> [Action item] Look through the material below. Copy each line that contains the string "Display".

> [Provided material]
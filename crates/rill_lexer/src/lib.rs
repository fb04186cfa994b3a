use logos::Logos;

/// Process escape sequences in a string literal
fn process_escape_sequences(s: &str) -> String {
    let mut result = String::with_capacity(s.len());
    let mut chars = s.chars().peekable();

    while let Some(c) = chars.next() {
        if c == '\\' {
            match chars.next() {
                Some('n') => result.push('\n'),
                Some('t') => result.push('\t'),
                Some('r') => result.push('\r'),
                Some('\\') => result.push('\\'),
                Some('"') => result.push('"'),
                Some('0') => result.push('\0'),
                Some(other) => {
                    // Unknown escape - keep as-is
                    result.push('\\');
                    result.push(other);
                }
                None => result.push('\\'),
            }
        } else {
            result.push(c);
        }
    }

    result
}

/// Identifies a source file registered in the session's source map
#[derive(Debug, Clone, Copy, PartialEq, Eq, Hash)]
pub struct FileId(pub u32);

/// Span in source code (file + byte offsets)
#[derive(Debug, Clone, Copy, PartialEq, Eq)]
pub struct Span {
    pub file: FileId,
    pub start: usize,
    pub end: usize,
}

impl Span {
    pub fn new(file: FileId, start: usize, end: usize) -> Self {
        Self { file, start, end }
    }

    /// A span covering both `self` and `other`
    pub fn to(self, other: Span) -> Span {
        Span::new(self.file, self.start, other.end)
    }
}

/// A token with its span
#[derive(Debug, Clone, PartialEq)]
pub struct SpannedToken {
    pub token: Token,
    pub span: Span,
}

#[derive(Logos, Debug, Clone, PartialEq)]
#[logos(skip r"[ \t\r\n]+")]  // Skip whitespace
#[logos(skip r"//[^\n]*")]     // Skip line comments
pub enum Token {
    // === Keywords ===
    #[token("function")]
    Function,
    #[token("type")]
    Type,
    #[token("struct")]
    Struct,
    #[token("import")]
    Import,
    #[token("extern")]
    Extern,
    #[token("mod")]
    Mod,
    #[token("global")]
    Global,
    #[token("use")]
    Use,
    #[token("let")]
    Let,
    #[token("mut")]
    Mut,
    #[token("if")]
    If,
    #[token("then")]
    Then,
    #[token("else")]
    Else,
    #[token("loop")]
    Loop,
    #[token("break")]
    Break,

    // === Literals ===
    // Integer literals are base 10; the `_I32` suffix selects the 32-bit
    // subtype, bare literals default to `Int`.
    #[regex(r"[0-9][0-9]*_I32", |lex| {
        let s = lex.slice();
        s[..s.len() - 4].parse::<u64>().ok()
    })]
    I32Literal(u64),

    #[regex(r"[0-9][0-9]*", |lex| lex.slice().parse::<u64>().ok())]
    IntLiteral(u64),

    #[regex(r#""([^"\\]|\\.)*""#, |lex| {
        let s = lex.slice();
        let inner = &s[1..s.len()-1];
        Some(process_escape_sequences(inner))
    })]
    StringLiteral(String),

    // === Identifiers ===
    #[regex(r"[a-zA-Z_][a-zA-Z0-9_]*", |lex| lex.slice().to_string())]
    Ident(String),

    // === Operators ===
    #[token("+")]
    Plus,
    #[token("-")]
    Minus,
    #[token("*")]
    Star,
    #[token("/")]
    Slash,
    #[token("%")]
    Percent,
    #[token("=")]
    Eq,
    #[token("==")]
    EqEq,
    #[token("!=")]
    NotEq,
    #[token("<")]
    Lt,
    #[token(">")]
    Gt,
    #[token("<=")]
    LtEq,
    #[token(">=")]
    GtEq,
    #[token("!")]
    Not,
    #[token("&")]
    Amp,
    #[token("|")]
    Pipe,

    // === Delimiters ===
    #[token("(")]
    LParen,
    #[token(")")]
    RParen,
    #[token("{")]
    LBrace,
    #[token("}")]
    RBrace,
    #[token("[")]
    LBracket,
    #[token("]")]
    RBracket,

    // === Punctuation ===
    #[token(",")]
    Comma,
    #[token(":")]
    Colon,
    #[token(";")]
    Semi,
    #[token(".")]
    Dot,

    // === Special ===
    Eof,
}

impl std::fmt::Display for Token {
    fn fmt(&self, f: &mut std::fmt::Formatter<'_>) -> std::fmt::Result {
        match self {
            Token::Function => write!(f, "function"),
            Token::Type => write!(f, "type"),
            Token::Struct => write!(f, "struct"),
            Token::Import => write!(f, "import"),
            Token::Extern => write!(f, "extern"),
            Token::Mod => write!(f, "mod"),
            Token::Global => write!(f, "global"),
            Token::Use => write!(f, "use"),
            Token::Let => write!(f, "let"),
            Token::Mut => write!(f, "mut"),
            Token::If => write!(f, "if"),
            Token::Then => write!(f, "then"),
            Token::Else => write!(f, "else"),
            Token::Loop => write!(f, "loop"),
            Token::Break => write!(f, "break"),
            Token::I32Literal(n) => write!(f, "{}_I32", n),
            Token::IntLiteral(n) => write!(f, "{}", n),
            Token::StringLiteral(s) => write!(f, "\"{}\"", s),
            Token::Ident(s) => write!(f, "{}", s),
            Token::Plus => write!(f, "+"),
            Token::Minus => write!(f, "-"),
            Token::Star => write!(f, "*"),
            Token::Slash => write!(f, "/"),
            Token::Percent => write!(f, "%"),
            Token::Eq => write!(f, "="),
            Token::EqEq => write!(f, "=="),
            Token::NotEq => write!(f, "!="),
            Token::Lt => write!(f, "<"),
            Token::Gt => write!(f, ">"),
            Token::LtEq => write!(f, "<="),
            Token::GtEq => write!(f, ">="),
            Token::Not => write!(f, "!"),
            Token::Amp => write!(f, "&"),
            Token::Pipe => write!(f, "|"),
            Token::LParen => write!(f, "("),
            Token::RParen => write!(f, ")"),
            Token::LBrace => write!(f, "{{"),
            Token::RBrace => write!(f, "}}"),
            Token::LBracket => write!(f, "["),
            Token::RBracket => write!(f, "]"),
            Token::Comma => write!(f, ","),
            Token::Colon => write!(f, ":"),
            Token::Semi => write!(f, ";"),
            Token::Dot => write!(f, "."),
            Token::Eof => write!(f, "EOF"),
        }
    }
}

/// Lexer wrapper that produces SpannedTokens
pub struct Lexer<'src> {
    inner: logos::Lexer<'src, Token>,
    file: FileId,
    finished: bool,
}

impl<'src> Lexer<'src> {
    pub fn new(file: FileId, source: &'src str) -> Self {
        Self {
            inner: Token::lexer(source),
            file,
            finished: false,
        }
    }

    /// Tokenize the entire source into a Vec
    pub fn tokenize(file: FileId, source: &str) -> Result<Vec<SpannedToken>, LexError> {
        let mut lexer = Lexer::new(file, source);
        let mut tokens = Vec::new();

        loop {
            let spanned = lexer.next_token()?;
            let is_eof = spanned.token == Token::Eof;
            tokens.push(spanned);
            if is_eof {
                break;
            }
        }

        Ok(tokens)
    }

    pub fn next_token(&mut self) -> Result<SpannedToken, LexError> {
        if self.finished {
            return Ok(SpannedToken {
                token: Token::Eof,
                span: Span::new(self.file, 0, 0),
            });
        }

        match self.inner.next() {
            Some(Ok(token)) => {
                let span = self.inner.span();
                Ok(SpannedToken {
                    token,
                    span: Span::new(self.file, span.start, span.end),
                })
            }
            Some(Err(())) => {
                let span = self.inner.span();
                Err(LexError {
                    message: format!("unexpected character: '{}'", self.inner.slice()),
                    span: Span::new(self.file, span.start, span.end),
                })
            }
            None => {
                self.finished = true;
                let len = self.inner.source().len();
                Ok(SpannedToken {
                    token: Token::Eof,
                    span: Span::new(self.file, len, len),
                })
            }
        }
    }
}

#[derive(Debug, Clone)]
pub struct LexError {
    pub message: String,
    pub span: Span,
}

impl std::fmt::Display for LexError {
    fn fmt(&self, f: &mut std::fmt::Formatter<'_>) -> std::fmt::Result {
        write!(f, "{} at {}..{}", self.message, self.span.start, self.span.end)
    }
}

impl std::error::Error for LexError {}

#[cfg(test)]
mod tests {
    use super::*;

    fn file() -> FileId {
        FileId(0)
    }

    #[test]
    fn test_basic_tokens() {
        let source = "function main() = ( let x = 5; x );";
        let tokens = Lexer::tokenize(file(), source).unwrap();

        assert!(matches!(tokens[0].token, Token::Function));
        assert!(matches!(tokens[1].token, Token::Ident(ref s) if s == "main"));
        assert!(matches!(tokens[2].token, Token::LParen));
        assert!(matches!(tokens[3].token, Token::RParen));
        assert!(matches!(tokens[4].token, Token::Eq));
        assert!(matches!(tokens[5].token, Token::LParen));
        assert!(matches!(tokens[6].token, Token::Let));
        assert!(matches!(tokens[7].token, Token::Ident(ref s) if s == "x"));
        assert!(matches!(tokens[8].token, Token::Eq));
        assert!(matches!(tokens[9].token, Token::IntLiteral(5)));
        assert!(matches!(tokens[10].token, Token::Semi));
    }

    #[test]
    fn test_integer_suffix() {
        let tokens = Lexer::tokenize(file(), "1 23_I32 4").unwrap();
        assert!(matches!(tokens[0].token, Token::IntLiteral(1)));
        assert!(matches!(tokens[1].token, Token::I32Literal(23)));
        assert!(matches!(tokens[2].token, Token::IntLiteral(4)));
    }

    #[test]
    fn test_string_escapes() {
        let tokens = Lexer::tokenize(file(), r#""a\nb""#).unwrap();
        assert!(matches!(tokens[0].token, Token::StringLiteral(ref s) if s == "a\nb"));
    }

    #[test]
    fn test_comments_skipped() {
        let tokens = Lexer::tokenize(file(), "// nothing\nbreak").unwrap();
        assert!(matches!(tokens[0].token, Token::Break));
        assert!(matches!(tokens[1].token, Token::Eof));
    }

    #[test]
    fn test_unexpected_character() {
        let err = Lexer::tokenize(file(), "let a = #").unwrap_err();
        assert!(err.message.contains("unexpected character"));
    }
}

> [Output for this task]
impl std::fmt::Display for Token {
impl std::fmt::Display for LexError {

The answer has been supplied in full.